Конечно, ни в какой науке умение не приходит без соответст­вующих знаний и их постоянного применения на практике. Даже открытия, сделанные, казалось бы, благодаря озарению, на самом деле становятся возможными лишь в результате длительных и усердных занятий. Но, оставаясь только ученым, в современ­ном понимании этого слова, невозможно проникнуть в некое тай­ное тайных природы, в ее святая святых, ревностно охраняемое от нечистоплотных намерений и помыслов. Только смирившись, только полностью посвятив себя Богу, можно получить разреше­ние на использование некоторых Его секретов в Его благих це­лях. Иного пути для постижения тайны тайн не существует. По­этому если и следует преподавать алхимию, то разве что в мона­стырях, да и то не всем подряд, а строго индивидуально. Ибо, согласно глубочайшему убеждению алхимиков, не бывает универ­сального подхода к индивидуальному движению. А значит, и лек­ции по алхимии могут носить лишь обзорный и отвлеченный ха­рактер. Никакого секрета алхимии это, конечно же, не откроет. Но вряд ли правы и те, кто боится, что открытие секрета алхимии приведет к повсеместному изготовлению золота и, как следствие, к обесценению всех ценностей и повальному бездельничанью. Тут все не так просто. Во-первых, золото совсем не является полной и адекватной заменой хлебу насущному; сколько бы золота мы ни накопили, производить хлеб все равно придется. А во-вторых, алхимия сама препятствует проникновению в ее секреты благо­даря внутренней сложности, присущей Великому деланию.

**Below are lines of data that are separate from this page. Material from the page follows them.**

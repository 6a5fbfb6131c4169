//! Shared numeric constants.

/// Default sentence-embedding dimension (MiniLM-class models).
pub const DEFAULT_EMBEDDING_DIM: usize = 384;

/// Default maximum token count fed to the embedder.
pub const DEFAULT_MAX_SEQ_LEN: usize = 256;

/// Default capacity of the exact-string embedding memoization cache.
pub const DEFAULT_EMBED_CACHE_CAPACITY: u64 = 2_048;

/// Number of features the regressor consumes: `[semantic, keyword, grammar]`.
pub const FEATURE_COUNT: usize = 3;

/// Lower bound of the grammar score for non-empty text.
pub const GRAMMAR_SCORE_FLOOR: f32 = 0.2;

/// One grammar issue is tolerated per this many words.
pub const WORDS_PER_ACCEPTABLE_ISSUE: usize = 20;

/// Guards the issue-ratio division when `max_acceptable` would otherwise be
/// hit exactly.
pub const ISSUE_RATIO_EPSILON: f32 = 1e-5;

Внутренняя и внешняя сложность алхимии такова, что научиться превращать свинец в золото мимоходом практически не­возможно. На это нужно потратить всю жизнь и все состояние, не имея при этом никаких гарантий успеха. Тонкие материи недоступны всем и каждому — и не могут, не должны быть доступ­ны. Очевидно, что знание используемых веществ необходимо, но ни в коем случае не достаточно. Истинным алхимиком может стать только посвященный. А посвящение предполагает не толь­ко посвящаемого, но и посвящающего. И этим алхимия разитель­но отличается как от химии, так и от всех прочих наук, в которых эксперименты, проводимые при определенных условиях, всегда приводят к фиксированному результату.

В завершение приведем последний пассаж из трактата Парацельса «Руководство по изготовлению и применению философ­ского камня»: «Оставим в стороне варку, возгонку, очистку, отра­жение, растворение, извлечение, сгущение, брожение, осаждение; инструменты, стекла, реторты, изогнутые трубы, герметические сосуды, глиняные чаши, горны и отражательные печи; мрамор и уголь — и только тогда мы с пользой сможем отдаться алхимии и медицине». Яснее не скажешь.


* * *


В этой книге мы предлагаем вниманию читателей, помимо вы­шеупомянутого очерка проф. И. И. Канонникова, во второй ча­сти — историко-теоретическое исследование, сделанное великим энтузиастом алхимии французским ученым XIX века А. Пуас­соном «Теории и символы алхимиков»; в третьей — три вполне типичных алхимических трактата XIII и XVII—XVIII веков. Все тексты публикуются с незначительными сокращениями и сопро­вождаются важными, прежде всего для понимания сути происхо­дящих в алхимической практике процессов, комментариями. В конце книги для удобства читателей приведены имена наиболее известных ученых, сыгравших заметную роль в развитии алхими­ческой теории и практики, с кратким описанием их жизни и дея­тельности.